From the listing below, copy only the lines running from the line that contains "pub const IMAGE_EXTENSIONS: &[&str]" to the line that contains "let ext = match", both included.

▬▬▬▬▬▬▬▬▬▬

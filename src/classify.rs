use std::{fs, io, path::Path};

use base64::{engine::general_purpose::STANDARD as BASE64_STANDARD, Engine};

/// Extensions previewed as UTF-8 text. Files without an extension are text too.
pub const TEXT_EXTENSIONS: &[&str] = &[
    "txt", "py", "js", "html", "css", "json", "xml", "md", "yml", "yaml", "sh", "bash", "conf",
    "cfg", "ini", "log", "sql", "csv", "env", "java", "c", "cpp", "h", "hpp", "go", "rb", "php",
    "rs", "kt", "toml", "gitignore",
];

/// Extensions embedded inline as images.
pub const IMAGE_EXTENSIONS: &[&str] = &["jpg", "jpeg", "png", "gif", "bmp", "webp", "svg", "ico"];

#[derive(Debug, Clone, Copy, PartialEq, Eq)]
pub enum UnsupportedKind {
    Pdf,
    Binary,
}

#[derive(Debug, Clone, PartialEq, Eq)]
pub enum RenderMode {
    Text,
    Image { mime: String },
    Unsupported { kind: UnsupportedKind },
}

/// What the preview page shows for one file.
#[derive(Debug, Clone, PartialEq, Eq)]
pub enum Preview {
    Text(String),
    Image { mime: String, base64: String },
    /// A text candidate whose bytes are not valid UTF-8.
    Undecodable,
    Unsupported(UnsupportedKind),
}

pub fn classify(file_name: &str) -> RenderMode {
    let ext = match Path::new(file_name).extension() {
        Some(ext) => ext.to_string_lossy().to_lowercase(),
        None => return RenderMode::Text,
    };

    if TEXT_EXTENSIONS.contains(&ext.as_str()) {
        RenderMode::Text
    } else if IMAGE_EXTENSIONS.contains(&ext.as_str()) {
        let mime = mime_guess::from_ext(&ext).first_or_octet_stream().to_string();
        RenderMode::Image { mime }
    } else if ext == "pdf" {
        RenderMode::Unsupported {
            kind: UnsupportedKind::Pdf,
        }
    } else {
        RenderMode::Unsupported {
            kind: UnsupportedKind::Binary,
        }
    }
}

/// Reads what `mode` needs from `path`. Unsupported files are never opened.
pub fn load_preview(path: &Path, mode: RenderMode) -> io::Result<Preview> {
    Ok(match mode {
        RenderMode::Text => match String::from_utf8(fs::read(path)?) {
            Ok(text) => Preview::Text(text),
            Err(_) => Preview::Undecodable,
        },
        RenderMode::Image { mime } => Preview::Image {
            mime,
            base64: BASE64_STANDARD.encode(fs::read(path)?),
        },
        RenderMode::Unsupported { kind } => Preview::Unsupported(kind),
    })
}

▬▬▬▬▬▬▬▬▬▬

The completed task -
pub const IMAGE_EXTENSIONS: &[&str] = &["jpg", "jpeg", "png", "gif", "bmp", "webp", "svg", "ico"];

#[derive(Debug, Clone, Copy, PartialEq, Eq)]
pub enum UnsupportedKind {
    Pdf,
    Binary,
}

#[derive(Debug, Clone, PartialEq, Eq)]
pub enum RenderMode {
    Text,
    Image { mime: String },
    Unsupported { kind: UnsupportedKind },
}

/// What the preview page shows for one file.
#[derive(Debug, Clone, PartialEq, Eq)]
pub enum Preview {
    Text(String),
    Image { mime: String, base64: String },
    /// A text candidate whose bytes are not valid UTF-8.
    Undecodable,
    Unsupported(UnsupportedKind),
}

pub fn classify(file_name: &str) -> RenderMode {
    let ext = match Path::new(file_name).extension() {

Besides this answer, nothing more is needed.